By Lynne Robinson Lawrence

         A lone US Army jeep threads its way through congested streets near the train station; a British convoy, headed toward the harbor, is clogging traffic. Schoolchildren, their woolen jackets and caps painting splashes of color against dingy granite buildings, are dashing home for lunch. Except for their darting colors, the city appears to have been brushed with a dark gray wash. Even the bright yellow armbands have disappeared because all the Jews are gone, although no one speaks of it openly. There are no new buildings, nothing broken has been repaired, no new clothes bought or sewn since the beginning of the Nazi occupation. But the children no longer complain about their clothes – everyone looks the same, and any coat at all is a comfort in an unheated classroom.

        Snatches of conversation in guttural Flemish – news of the German retreat, which shops still have something to sell, which family has suffered the latest loss, who has simply disappeared – neighborhood gossip, as though this were just any city, on any cloudy winter day. But this is Antwerp. It is late November of 1944, and the city is just beginning to hope. It was captured by the British on September 5th but two months later Allied troops are still endeavoring to dislodge German forces from a peninsula in the Netherlands where they continue to attack the city with V-2 rockets.

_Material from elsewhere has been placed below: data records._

//! Section composition and the render protocol.
//!
//! A section owns a [`FieldStore`] and an [`Extensions`] bag and knows how to
//! build its own element. [`Section::render`] runs the fixed protocol:
//!
//! 1. [`validate`](Section::validate) required fields; any error aborts the
//!    whole document
//! 2. [`render_body`](Section::render_body) in the kind's fixed child order,
//!    with optional attributes applied through the attribute builder
//! 3. append extension fragments as trailing children

mod extension;
mod fields;
mod slot;

pub use extension::Extensions;
pub use fields::FieldStore;
pub use slot::Slot;

use crate::izpack::{
    error::Result,
    markup::{Element, Node},
    sections::OsFamily,
};
use std::{
    collections::BTreeMap,
    path::{Path, PathBuf},
};

/// Inputs a section may consult while rendering.
///
/// Built by the generator after the preparation step so rendering itself
/// never touches the filesystem beyond file-set matching.
#[derive(Clone, Debug)]
pub struct RenderContext {
    base_dir: PathBuf,
    install_dirs: BTreeMap<OsFamily, PathBuf>,
}

impl Default for RenderContext {
    fn default() -> Self {
        Self::new(".")
    }
}

impl RenderContext {
    /// Creates a context resolving relative file-set patterns against `base_dir`.
    pub fn new(base_dir: impl AsRef<Path>) -> Self {
        Self {
            base_dir: base_dir.as_ref().to_path_buf(),
            install_dirs: BTreeMap::new(),
        }
    }

    /// Supplies side-car locations produced by the preparation step.
    pub fn with_install_dirs(mut self, install_dirs: BTreeMap<OsFamily, PathBuf>) -> Self {
        self.install_dirs = install_dirs;
        self
    }

    /// Base directory for relative patterns.
    pub fn base_dir(&self) -> &Path {
        &self.base_dir
    }

    /// Prepared side-car path for `os`.
    pub fn install_dir_source(&self, os: &OsFamily) -> Option<&Path> {
        self.install_dirs.get(os).map(PathBuf::as_path)
    }
}

/// A composable, independently renderable part of the descriptor.
pub trait Section {
    /// Kind name, used in placeholders and errors.
    const KIND: &'static str;

    /// Scalar fields.
    fn fields(&self) -> &FieldStore;

    /// Scalar fields, mutably.
    fn fields_mut(&mut self) -> &mut FieldStore;

    /// Attached extension fragments.
    fn extensions(&self) -> &Extensions;

    /// Attached extension fragments, mutably.
    fn extensions_mut(&mut self) -> &mut Extensions;

    /// Required-field checks run before the body is built.
    fn validate(&self) -> Result<()> {
        Ok(())
    }

    /// Builds the section element without extensions.
    fn render_body(&self, ctx: &RenderContext) -> Result<Element>;

    /// Attaches an unvalidated fragment rendered after the section's own children.
    fn extend_with(&mut self, fragment: impl Into<Node>) -> &mut Self
    where
        Self: Sized,
    {
        self.extensions_mut().push(fragment);
        self
    }

    /// Validates, renders the body and merges extensions.
    fn render(&self, ctx: &RenderContext) -> Result<Element> {
        self.validate()?;
        let body = self.render_body(ctx)?;
        log::debug!(
            "Rendered {} section ({} extension fragments)",
            Self::KIND,
            self.extensions().len()
        );
        Ok(self.extensions().merge_into(body))
    }
}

        Teniers Square is the heart of the city, formed by the intersection of two broad tree-lined avenues, de Keyserlei and Frankrijklei. By American standards, the square is vast, its faded elegance evident in its ornate architecture, like a grande dame atrophied by some wasting disease. It was once a very different place, and, God willing say the old men on the street corner, it will be again – a place of abundance, fruit vendors and corner butcher shops, old men dozing in the sun, mischievous boys playing marbles against corner walls. The grand old Weber Hotel that stood on the east side of the square once filled its rooms; the Rex Cinema, three doors up towards the train station, showed current American films. The city had color and life and culture. Then Nazi rule snuffed out that vitality, the shops were closed and the Weber stood empty and run down. But now in the early winter of 1944, with the return of friendly troops, people begin to hope that the worst of it might be over by Christmas.

        Once the hub of Flemish culture, Antwerp is now the prize in a deadly contest, all the more valuable because it is a railway hub as well as a deepwater harbor. Unlike Cherbourg, the great natural harbor on the northern tip of France, Antwerp is a man-made port and has been designed to handle the largest of ships – the very ships needed to sustain the Allied push into Germany. General Eisenhower and Field Marshall Montgomery agree on little – but on this subject they are in accord: Antwerp is key – and on this cold November day, it is almost theirs. 

Moody waterfront with chained stone bollards, choppy water, and dramatic clouds.

        A bloody price is being paid for this progress. Food and clothing are in short supply, and homes grow cold as fuel is diverted to feed machines of war. But on this particular day in November, there is a sense of renewed purpose in the air. Prosperity is still a dream but the citizens of Antwerp are beginning to experience the blessed relief that comes with the cessation of continual fear . . . the painful cancer is being removed street by street, neighborhood by neighborhood. Even the relentless shelling by the newest in German weaponry – the deadly V-1 and V-2 Vengeance missiles – is recognized as part of the bloody cost of freedom.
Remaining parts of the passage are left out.